=== Study material ===

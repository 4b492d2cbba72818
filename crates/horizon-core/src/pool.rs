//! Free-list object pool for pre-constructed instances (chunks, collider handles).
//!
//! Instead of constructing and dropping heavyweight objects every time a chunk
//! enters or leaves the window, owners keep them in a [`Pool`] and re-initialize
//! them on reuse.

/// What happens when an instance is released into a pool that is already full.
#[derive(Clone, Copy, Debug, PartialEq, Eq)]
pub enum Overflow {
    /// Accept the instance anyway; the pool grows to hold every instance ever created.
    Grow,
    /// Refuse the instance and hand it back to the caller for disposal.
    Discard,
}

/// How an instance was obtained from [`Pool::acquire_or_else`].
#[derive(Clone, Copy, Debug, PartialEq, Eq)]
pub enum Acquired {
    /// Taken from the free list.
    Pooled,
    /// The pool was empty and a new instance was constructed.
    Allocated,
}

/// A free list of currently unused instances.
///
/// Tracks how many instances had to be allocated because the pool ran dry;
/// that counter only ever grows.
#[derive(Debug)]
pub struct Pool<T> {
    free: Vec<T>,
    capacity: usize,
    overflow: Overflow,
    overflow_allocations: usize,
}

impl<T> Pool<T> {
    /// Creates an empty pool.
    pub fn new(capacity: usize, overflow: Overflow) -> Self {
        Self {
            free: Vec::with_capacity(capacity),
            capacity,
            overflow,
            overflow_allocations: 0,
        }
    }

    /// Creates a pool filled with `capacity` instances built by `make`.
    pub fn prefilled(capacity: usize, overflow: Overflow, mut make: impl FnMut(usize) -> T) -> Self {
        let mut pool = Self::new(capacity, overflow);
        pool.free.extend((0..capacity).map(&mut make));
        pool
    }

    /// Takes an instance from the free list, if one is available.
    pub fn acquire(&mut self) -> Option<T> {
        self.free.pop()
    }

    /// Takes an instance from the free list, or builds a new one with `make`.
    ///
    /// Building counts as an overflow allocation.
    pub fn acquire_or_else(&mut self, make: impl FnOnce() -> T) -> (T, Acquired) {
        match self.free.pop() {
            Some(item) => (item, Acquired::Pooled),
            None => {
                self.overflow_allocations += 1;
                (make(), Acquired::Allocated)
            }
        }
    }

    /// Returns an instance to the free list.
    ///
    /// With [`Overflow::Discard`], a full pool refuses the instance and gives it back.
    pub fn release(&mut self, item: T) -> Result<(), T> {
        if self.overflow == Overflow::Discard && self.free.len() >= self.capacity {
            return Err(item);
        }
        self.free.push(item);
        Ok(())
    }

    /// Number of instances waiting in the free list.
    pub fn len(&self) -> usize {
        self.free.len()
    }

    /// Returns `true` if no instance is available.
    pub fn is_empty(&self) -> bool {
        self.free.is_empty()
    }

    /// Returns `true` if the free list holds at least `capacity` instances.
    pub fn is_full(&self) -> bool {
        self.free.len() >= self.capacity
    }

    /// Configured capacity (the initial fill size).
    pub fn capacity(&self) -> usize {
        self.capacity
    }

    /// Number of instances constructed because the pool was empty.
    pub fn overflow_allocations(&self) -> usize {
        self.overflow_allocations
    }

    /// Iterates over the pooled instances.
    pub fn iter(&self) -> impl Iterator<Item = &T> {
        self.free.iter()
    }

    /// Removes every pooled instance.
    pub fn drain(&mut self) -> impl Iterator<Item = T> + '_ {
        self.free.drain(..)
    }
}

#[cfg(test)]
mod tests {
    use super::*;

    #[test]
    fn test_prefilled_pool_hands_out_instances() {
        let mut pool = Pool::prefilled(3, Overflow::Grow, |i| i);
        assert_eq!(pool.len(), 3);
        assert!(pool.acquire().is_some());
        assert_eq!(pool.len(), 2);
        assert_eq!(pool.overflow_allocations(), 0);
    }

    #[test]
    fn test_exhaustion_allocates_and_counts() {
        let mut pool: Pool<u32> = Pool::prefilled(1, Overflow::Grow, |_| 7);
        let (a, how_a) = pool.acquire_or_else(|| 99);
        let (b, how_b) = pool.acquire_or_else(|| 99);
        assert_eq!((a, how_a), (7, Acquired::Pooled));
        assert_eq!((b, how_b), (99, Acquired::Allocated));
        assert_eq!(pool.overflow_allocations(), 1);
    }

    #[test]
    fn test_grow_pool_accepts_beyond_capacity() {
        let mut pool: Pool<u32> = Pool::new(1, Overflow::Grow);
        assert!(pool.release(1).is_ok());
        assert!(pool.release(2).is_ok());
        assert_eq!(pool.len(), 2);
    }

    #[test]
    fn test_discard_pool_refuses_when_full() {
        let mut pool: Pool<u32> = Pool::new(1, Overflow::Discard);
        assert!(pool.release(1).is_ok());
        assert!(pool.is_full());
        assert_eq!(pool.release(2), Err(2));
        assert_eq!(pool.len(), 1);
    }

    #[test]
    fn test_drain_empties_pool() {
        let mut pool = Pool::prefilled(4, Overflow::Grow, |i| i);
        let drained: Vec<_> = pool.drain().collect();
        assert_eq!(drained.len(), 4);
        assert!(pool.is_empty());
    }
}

===

Return each line of the records above exactly as it reads.

repository 4b492d2cbba72818
filename crates/horizon-core/src/pool.rs
//! Free-list object pool for pre-constructed instances (chunks, collider handles).
//!
//! Instead of constructing and dropping heavyweight objects every time a chunk
//! enters or leaves the window, owners keep them in a [`Pool`] and re-initialize
//! them on reuse.

/// What happens when an instance is released into a pool that is already full.
#[derive(Clone, Copy, Debug, PartialEq, Eq)]
pub enum Overflow {
    /// Accept the instance anyway; the pool grows to hold every instance ever created.
    Grow,
    /// Refuse the instance and hand it back to the caller for disposal.
    Discard,
}

/// How an instance was obtained from [`Pool::acquire_or_else`].
#[derive(Clone, Copy, Debug, PartialEq, Eq)]
pub enum Acquired {
    /// Taken from the free list.
    Pooled,
    /// The pool was empty and a new instance was constructed.
    Allocated,
}

/// A free list of currently unused instances.
///
/// Tracks how many instances had to be allocated because the pool ran dry;
/// that counter only ever grows.
#[derive(Debug)]
pub struct Pool<T> {
    free: Vec<T>,
    capacity: usize,
    overflow: Overflow,
    overflow_allocations: usize,
}

impl<T> Pool<T> {
    /// Creates an empty pool.
    pub fn new(capacity: usize, overflow: Overflow) -> Self {
        Self {
            free: Vec::with_capacity(capacity),
            capacity,
            overflow,
            overflow_allocations: 0,
        }
    }

    /// Creates a pool filled with `capacity` instances built by `make`.
    pub fn prefilled(capacity: usize, overflow: Overflow, mut make: impl FnMut(usize) -> T) -> Self {
        let mut pool = Self::new(capacity, overflow);
        pool.free.extend((0..capacity).map(&mut make));
        pool
    }

    /// Takes an instance from the free list, if one is available.
    pub fn acquire(&mut self) -> Option<T> {
        self.free.pop()
    }

    /// Takes an instance from the free list, or builds a new one with `make`.
    ///
    /// Building counts as an overflow allocation.
    pub fn acquire_or_else(&mut self, make: impl FnOnce() -> T) -> (T, Acquired) {
        match self.free.pop() {
            Some(item) => (item, Acquired::Pooled),
            None => {
                self.overflow_allocations += 1;
                (make(), Acquired::Allocated)
            }
        }
    }

    /// Returns an instance to the free list.
    ///
    /// With [`Overflow::Discard`], a full pool refuses the instance and gives it back.
    pub fn release(&mut self, item: T) -> Result<(), T> {
        if self.overflow == Overflow::Discard && self.free.len() >= self.capacity {
            return Err(item);
        }
        self.free.push(item);
        Ok(())
    }

    /// Number of instances waiting in the free list.
    pub fn len(&self) -> usize {
        self.free.len()
    }

    /// Returns `true` if no instance is available.
    pub fn is_empty(&self) -> bool {
        self.free.is_empty()
    }

    /// Returns `true` if the free list holds at least `capacity` instances.
    pub fn is_full(&self) -> bool {
        self.free.len() >= self.capacity
    }

    /// Configured capacity (the initial fill size).
    pub fn capacity(&self) -> usize {
        self.capacity
    }

    /// Number of instances constructed because the pool was empty.
    pub fn overflow_allocations(&self) -> usize {
        self.overflow_allocations
    }

    /// Iterates over the pooled instances.
    pub fn iter(&self) -> impl Iterator<Item = &T> {
        self.free.iter()
    }

    /// Removes every pooled instance.
    pub fn drain(&mut self) -> impl Iterator<Item = T> + '_ {
        self.free.drain(..)
    }
}

#[cfg(test)]
mod tests {
    use super::*;

    #[test]
    fn test_prefilled_pool_hands_out_instances() {
        let mut pool = Pool::prefilled(3, Overflow::Grow, |i| i);
        assert_eq!(pool.len(), 3);
        assert!(pool.acquire().is_some());
        assert_eq!(pool.len(), 2);
        assert_eq!(pool.overflow_allocations(), 0);
    }

    #[test]
    fn test_exhaustion_allocates_and_counts() {
        let mut pool: Pool<u32> = Pool::prefilled(1, Overflow::Grow, |_| 7);
        let (a, how_a) = pool.acquire_or_else(|| 99);
        let (b, how_b) = pool.acquire_or_else(|| 99);
        assert_eq!((a, how_a), (7, Acquired::Pooled));
        assert_eq!((b, how_b), (99, Acquired::Allocated));
        assert_eq!(pool.overflow_allocations(), 1);
    }

    #[test]
    fn test_grow_pool_accepts_beyond_capacity() {
        let mut pool: Pool<u32> = Pool::new(1, Overflow::Grow);
        assert!(pool.release(1).is_ok());
        assert!(pool.release(2).is_ok());
        assert_eq!(pool.len(), 2);
    }

    #[test]
    fn test_discard_pool_refuses_when_full() {
        let mut pool: Pool<u32> = Pool::new(1, Overflow::Discard);
        assert!(pool.release(1).is_ok());
        assert!(pool.is_full());
        assert_eq!(pool.release(2), Err(2));
        assert_eq!(pool.len(), 1);
    }

    #[test]
    fn test_drain_empties_pool() {
        let mut pool = Pool::prefilled(4, Overflow::Grow, |i| i);
        let drained: Vec<_> = pool.drain().collect();
        assert_eq!(drained.len(), 4);
        assert!(pool.is_empty());
    }
}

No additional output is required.